Espaço de encontro, “tertúlia” espontânea, “diz-que-disse”, fofoquice pegada, críticas e louvores, ..., é uma zona nobre da cidade, marcada pela história e pelo tempo, onde as pessoas se encontram e conversam sobre "tudo e nada".

30
Set 17

Portugal, depois de ter feito (re)nascer a liberdade, a democracia, as garantias fundamentais, o direito ao voto, a meio deste percurso de crescimento democrático inventou esta rolha censuratória, castradora da liberdade de expressão e opinião, que é o velório eleitoral em véspera de eleições e que se convencionou chamar de "Dia da Reflexão" (já havia poucos "dia de...", é só mais um).

Como felizmente a minha cabeça ainda vai tendo algumas capacidades de assimilar e tomar opções próprias, a reflexão está há muito tempo feita e a respectiva consequência assumida.

Como as eleições alemãs já tiveram o seu "palco analítico" e sobre as "...." não se pode falar, resta olhar para o lado de lá da fronteira.

Não será, de todo, pacífica a resolução do conflito (para já) político entre Madrid (Espanha) e a Catalunha. O processo começou torto no parlamento catalão e tornou-se ainda mais complexo com as posições e opções intempestivas tomadas pelo governo de Mariano Rajoy. E, agora, é o que a sabedoria popular portuguesa costuma (e bem) dizer nestes casos: está o caldo entornado.
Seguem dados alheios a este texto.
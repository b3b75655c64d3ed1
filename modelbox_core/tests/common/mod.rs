//! Shared helpers for the registry integration tests.
#![allow(dead_code)]

use modelbox_core::{DriverConfig, DriverResult, Drivers, RuntimeConfig, SubprocessRunner};
use std::path::{Path, PathBuf};
use std::sync::atomic::{AtomicUsize, Ordering};
use std::sync::Arc;
use tempfile::TempDir;

/// Directory the workspace build artifacts land in.
fn target_dir() -> PathBuf {
    let mut dir = std::env::current_exe().expect("test binary path");
    dir.pop(); // strip the binary name
    if dir.ends_with("deps") {
        dir.pop();
    }
    dir
}

/// Locate a fixture cdylib, or None when it has not been built.
pub fn fixture(artifact: &str) -> Option<PathBuf> {
    for candidate in [target_dir().join(artifact), target_dir().join("deps").join(artifact)] {
        if candidate.exists() {
            return Some(candidate);
        }
    }
    None
}

pub fn unit_driver() -> Option<PathBuf> {
    fixture("libmodelbox_driver_unit.so")
}

pub fn virtual_unit_driver() -> Option<PathBuf> {
    fixture("libmodelbox_driver_virtual_unit.so")
}

/// Copy `fixture` into `dir` under a name matching the driver file filter.
pub fn install(fixture: &Path, dir: &Path, name: &str) -> PathBuf {
    let dest = dir.join(name);
    std::fs::copy(fixture, &dest).expect("copy fixture");
    dest
}

/// Subprocess runner that counts invocations and runs the job inline.
pub struct CountingRunner {
    calls: Arc<AtomicUsize>,
}

impl SubprocessRunner for CountingRunner {
    fn run(&self, job: &(dyn Fn() -> DriverResult<()> + Sync)) -> DriverResult<()> {
        self.calls.fetch_add(1, Ordering::SeqCst);
        job()
    }
}

/// Isolated registry over a temp manifest and a fake linker cache.
pub fn registry(dir: &TempDir) -> (Drivers, Arc<AtomicUsize>) {
    let calls = Arc::new(AtomicUsize::new(0));
    let ld_cache = dir.path().join("ld.so.cache");
    std::fs::write(&ld_cache, b"cache").expect("write fake ld cache");
    let drivers = Drivers::with_runner(
        Box::new(CountingRunner {
            calls: calls.clone(),
        }),
        dir.path().join("scan-info.json"),
        ld_cache,
    );
    (drivers, calls)
}

pub fn initialize(drivers: &Drivers, plugin_dir: &Path) {
    let config = RuntimeConfig {
        driver: DriverConfig {
            dir: vec![plugin_dir.to_path_buf()],
            skip_default_path: true,
        },
        ..Default::default()
    };
    drivers
        .initialize(Arc::new(config))
        .expect("initialize registry");
}
//! Driver descriptor: the identity and load options of one discovered plugin.

use crate::error::{DriverError, DriverResult};
use log::error;
use std::path::{Path, PathBuf};

/// Metadata describing a driver shared object.
///
/// A plugin populates the descriptor through its `DriverDescription` export;
/// the registry then owns it for the lifetime of the driver record. The
/// identity of a driver is the tuple `(class, type, name, description,
/// version)`; the file path and the load flags are not part of it.
#[derive(Debug, Clone, Default, PartialEq, Eq)]
pub struct DriverDesc {
    driver_class: String,
    driver_type: String,
    driver_name: String,
    driver_description: String,
    driver_version: String,
    file_path: PathBuf,
    no_delete: bool,
    global: bool,
    deep_bind: bool,
}

impl DriverDesc {
    pub fn class(&self) -> &str {
        &self.driver_class
    }

    pub fn driver_type(&self) -> &str {
        &self.driver_type
    }

    pub fn name(&self) -> &str {
        &self.driver_name
    }

    pub fn description(&self) -> &str {
        &self.driver_description
    }

    pub fn version(&self) -> &str {
        &self.driver_version
    }

    pub fn file_path(&self) -> &Path {
        &self.file_path
    }

    /// Pin the library in memory for the process lifetime and suppress
    /// `DriverFini`.
    pub fn no_delete(&self) -> bool {
        self.no_delete
    }

    /// Resolve the library's symbols into the global namespace.
    pub fn global(&self) -> bool {
        self.global
    }

    /// Prefer the library's own symbols over global ones.
    pub fn deep_bind(&self) -> bool {
        self.deep_bind
    }

    pub fn set_class<S: Into<String>>(&mut self, class: S) {
        self.driver_class = class.into();
    }

    pub fn set_type<S: Into<String>>(&mut self, driver_type: S) {
        self.driver_type = driver_type.into();
    }

    pub fn set_name<S: Into<String>>(&mut self, name: S) {
        self.driver_name = name.into();
    }

    pub fn set_description<S: Into<String>>(&mut self, description: S) {
        self.driver_description = description.into();
    }

    /// Set the version string.
    ///
    /// The empty string is accepted and means "unversioned". Anything else
    /// must be of the form `x.y.z` with all-digit segments; other forms are
    /// rejected with `BadConfig` and the stored version is left unchanged.
    pub fn set_version(&mut self, version: &str) -> DriverResult<()> {
        if version.is_empty() {
            return Ok(());
        }

        check_version(version).inspect_err(|_| {
            error!(
                "set version failed, the version model is x.y.z (xyz should be integer), version is: {}",
                version
            );
        })?;

        self.driver_version = version.to_string();
        Ok(())
    }

    pub fn set_file_path<P: Into<PathBuf>>(&mut self, file_path: P) {
        self.file_path = file_path.into();
    }

    pub fn set_no_delete(&mut self, no_delete: bool) {
        self.no_delete = no_delete;
    }

    pub fn set_global(&mut self, global: bool) {
        self.global = global;
    }

    pub fn set_deep_bind(&mut self, deep_bind: bool) {
        self.deep_bind = deep_bind;
    }

    /// Whether `other` names the same driver identity.
    pub fn same_identity(&self, other: &DriverDesc) -> bool {
        self.driver_class == other.driver_class
            && self.driver_type == other.driver_type
            && self.driver_name == other.driver_name
            && self.driver_description == other.driver_description
            && self.driver_version == other.driver_version
    }
}

fn check_version(version: &str) -> DriverResult<()> {
    let segments: Vec<&str> = version.split('.').collect();
    if segments.len() != 3 {
        return Err(DriverError::BadConfig("version is invalid".to_string()));
    }

    for segment in segments {
        if segment.is_empty() || !segment.chars().all(|c| c.is_ascii_digit()) {
            return Err(DriverError::BadConfig("version is invalid".to_string()));
        }
    }

    Ok(())
}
Pessoalmente, acho que Madrid e o Palácio da Zarzuela deviam repensar as suas posições (mesmo que constitucionais): deixavam ir a Catalunha e anexavam Portugal no lugar dos catalães.
Não era mais do que reviver a história já que os castelhanos voltaram a ter, no trono, um Filipe.

macaco-pensativo-2.jpg

publicado por mparaujo às 21:50

3 comentários:
Franco, desculpem, Mariano Rajoy... deu um tiro no próprio pé, antes da reacção à lá Coreia do Norte o "Não" na Catalunha tinha uma grande vantagem sobre o "Sim". Agora, todos os catalães querem a independência (e não só).
Qualquer português, tem de sentir pelo menos "simpatia" com a posição da Catalunha... hoje, podíamos ter sido nós .
P.R. a 2 de Outubro de 2017 às 10:11

Veio o grunho que comanda o referendo na Catalunha dizer, entre outros disparates, que o que lá se passa hoje, declarar a independência devidamente acompanhada de porrada e água à jarra, não é um problema de Espanha, é um problema da União Europeia. Da minha parte quero dizer a esse grunho que me estou a cagar para a Catalunha. E eu faço parte da União Europeia, contrariamente a esse grunho que, se se tornasse independente, estava automaticamente fora da União Europeia.
Cojones, cunho. a 1 de Outubro de 2017 às 17:17

E eu estou-me a cagar para Espanha, para o novo franquismo e para portugueses sem consciência como tu.
Catalunha independente já! E viva Portugal.